*** SOURCE MATERIAL ***

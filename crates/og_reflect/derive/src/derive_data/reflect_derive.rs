use proc_macro2::{Span, TokenStream};
use quote::quote;
use syn::{Data, DeriveInput, Fields, Ident, Member, Type};

use super::{FieldAttributes, TypeAttributes, VariantAttributes};

// -----------------------------------------------------------------------------
// ReflectMeta

/// Type-level information shared by every kind.
pub(crate) struct ReflectMeta<'a> {
    attrs: TypeAttributes,
    ident: &'a Ident,
    og_reflect: syn::Path,
}

impl<'a> ReflectMeta<'a> {
    pub fn new(attrs: TypeAttributes, ident: &'a Ident) -> Self {
        Self {
            attrs,
            ident,
            og_reflect: crate::path::og_reflect(),
        }
    }

    #[inline]
    pub fn attrs(&self) -> &TypeAttributes {
        &self.attrs
    }

    #[inline]
    pub fn ident(&self) -> &Ident {
        self.ident
    }

    #[inline]
    pub fn og_reflect(&self) -> &syn::Path {
        &self.og_reflect
    }

    /// Expression of the full type path, a `&'static str` constant.
    pub fn type_path_tokens(&self) -> TokenStream {
        match &self.attrs.type_path {
            Some(lit) => quote! { #lit },
            None => {
                let ident = self.ident.to_string();
                quote! { ::core::concat!(::core::module_path!(), "::", #ident) }
            }
        }
    }

    /// Literal of the short type name.
    pub fn type_name_tokens(&self) -> TokenStream {
        let name = match &self.attrs.type_path {
            Some(lit) => {
                let path = lit.value();
                path.rsplit("::").next().unwrap_or_default().to_owned()
            }
            None => self.ident.to_string(),
        };
        quote! { #name }
    }
}

// -----------------------------------------------------------------------------
// Fields

/// A field of a struct or tuple struct.
pub(crate) struct StructField<'a> {
    pub member: Member,
    pub ty: &'a Type,
    pub attrs: FieldAttributes,
    /// Position among the non-ignored fields, `None` when ignored.
    pub reflection_index: Option<usize>,
}

impl StructField<'_> {
    /// The reflected name of a named field.
    pub fn name(&self) -> String {
        match &self.member {
            Member::Named(ident) => ident.to_string(),
            Member::Unnamed(index) => index.index.to_string(),
        }
    }
}

/// A struct, tuple struct or unit struct.
pub(crate) struct ReflectStruct<'a> {
    meta: ReflectMeta<'a>,
    fields: Vec<StructField<'a>>,
}

impl<'a> ReflectStruct<'a> {
    #[inline]
    pub fn meta(&self) -> &ReflectMeta<'a> {
        &self.meta
    }

    #[inline]
    pub fn fields(&self) -> &[StructField<'a>] {
        &self.fields
    }

    /// The fields visible to reflection.
    pub fn active_fields(&self) -> impl Iterator<Item = &StructField<'a>> {
        self.fields.iter().filter(|field| !field.attrs.ignore)
    }
}

// -----------------------------------------------------------------------------
// Enum

pub(crate) struct EnumVariant<'a> {
    pub ident: &'a Ident,
    pub attrs: VariantAttributes,
}

/// A field-less enum.
pub(crate) struct ReflectEnum<'a> {
    meta: ReflectMeta<'a>,
    variants: Vec<EnumVariant<'a>>,
}

impl<'a> ReflectEnum<'a> {
    #[inline]
    pub fn meta(&self) -> &ReflectMeta<'a> {
        &self.meta
    }

    #[inline]
    pub fn variants(&self) -> &[EnumVariant<'a>] {
        &self.variants
    }
}

// -----------------------------------------------------------------------------
// ReflectDerive

pub(crate) enum ReflectDerive<'a> {
    Struct(ReflectStruct<'a>),
    TupleStruct(ReflectStruct<'a>),
    UnitStruct(ReflectStruct<'a>),
    Enum(ReflectEnum<'a>),
    Opaque(ReflectMeta<'a>),
}

impl<'a> ReflectDerive<'a> {
    pub fn from_input(input: &'a DeriveInput) -> syn::Result<Self> {
        if !input.generics.params.is_empty() {
            return Err(syn::Error::new_spanned(
                &input.generics,
                "`Reflect` cannot be derived for generic types",
            ));
        }

        let attrs = TypeAttributes::parse_attrs(&input.attrs)?;

        if let Some(span) = attrs.opaque {
            if attrs.avail_traits.clone.is_none() {
                return Err(syn::Error::new(
                    span,
                    "opaque types must be `Clone`, add `#[reflect(opaque, clone)]`",
                ));
            }
            return Ok(Self::Opaque(ReflectMeta::new(attrs, &input.ident)));
        }

        let meta = ReflectMeta::new(attrs, &input.ident);

        match &input.data {
            Data::Struct(data) => {
                let fields = collect_fields(&data.fields)?;
                let info = ReflectStruct { meta, fields };
                Ok(match data.fields {
                    Fields::Named(_) => Self::Struct(info),
                    Fields::Unnamed(_) => Self::TupleStruct(info),
                    Fields::Unit => Self::UnitStruct(info),
                })
            }
            Data::Enum(data) => {
                if data.variants.is_empty() {
                    return Err(syn::Error::new_spanned(
                        &input.ident,
                        "`Reflect` cannot be derived for empty enums",
                    ));
                }
                let variants = data
                    .variants
                    .iter()
                    .map(|variant| {
                        if !matches!(variant.fields, Fields::Unit) {
                            return Err(syn::Error::new_spanned(
                                &variant.fields,
                                "`Reflect` can only be derived for field-less enums",
                            ));
                        }
                        Ok(EnumVariant {
                            ident: &variant.ident,
                            attrs: VariantAttributes::parse_attrs(&variant.attrs)?,
                        })
                    })
                    .collect::<syn::Result<Vec<_>>>()?;
                Ok(Self::Enum(ReflectEnum { meta, variants }))
            }
            Data::Union(_) => Err(syn::Error::new(
                Span::call_site(),
                "`Reflect` cannot be derived for unions, use `#[reflect(opaque, clone)]`",
            )),
        }
    }
}

fn collect_fields(fields: &Fields) -> syn::Result<Vec<StructField<'_>>> {
    let mut reflection_index = 0usize;
    fields
        .iter()
        .enumerate()
        .map(|(declaration_index, field)| {
            let attrs = FieldAttributes::parse_attrs(&field.attrs)?;
            let member = match &field.ident {
                Some(ident) => Member::Named(ident.clone()),
                None => Member::Unnamed(declaration_index.into()),
            };
            let index = if attrs.ignore {
                None
            } else {
                reflection_index += 1;
                Some(reflection_index - 1)
            };
            Ok(StructField {
                member,
                ty: &field.ty,
                attrs,
                reflection_index: index,
            })
        })
        .collect()
}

*** End of SOURCE MATERIAL ***

WHAT NEEDS TO BE DONE: Every line above that includes the word "DeriveInput" should be listed.

SOLUTION TO THE PROBLEM:
use syn::{Data, DeriveInput, Fields, Ident, Member, Type};
    pub fn from_input(input: &'a DeriveInput) -> syn::Result<Self> {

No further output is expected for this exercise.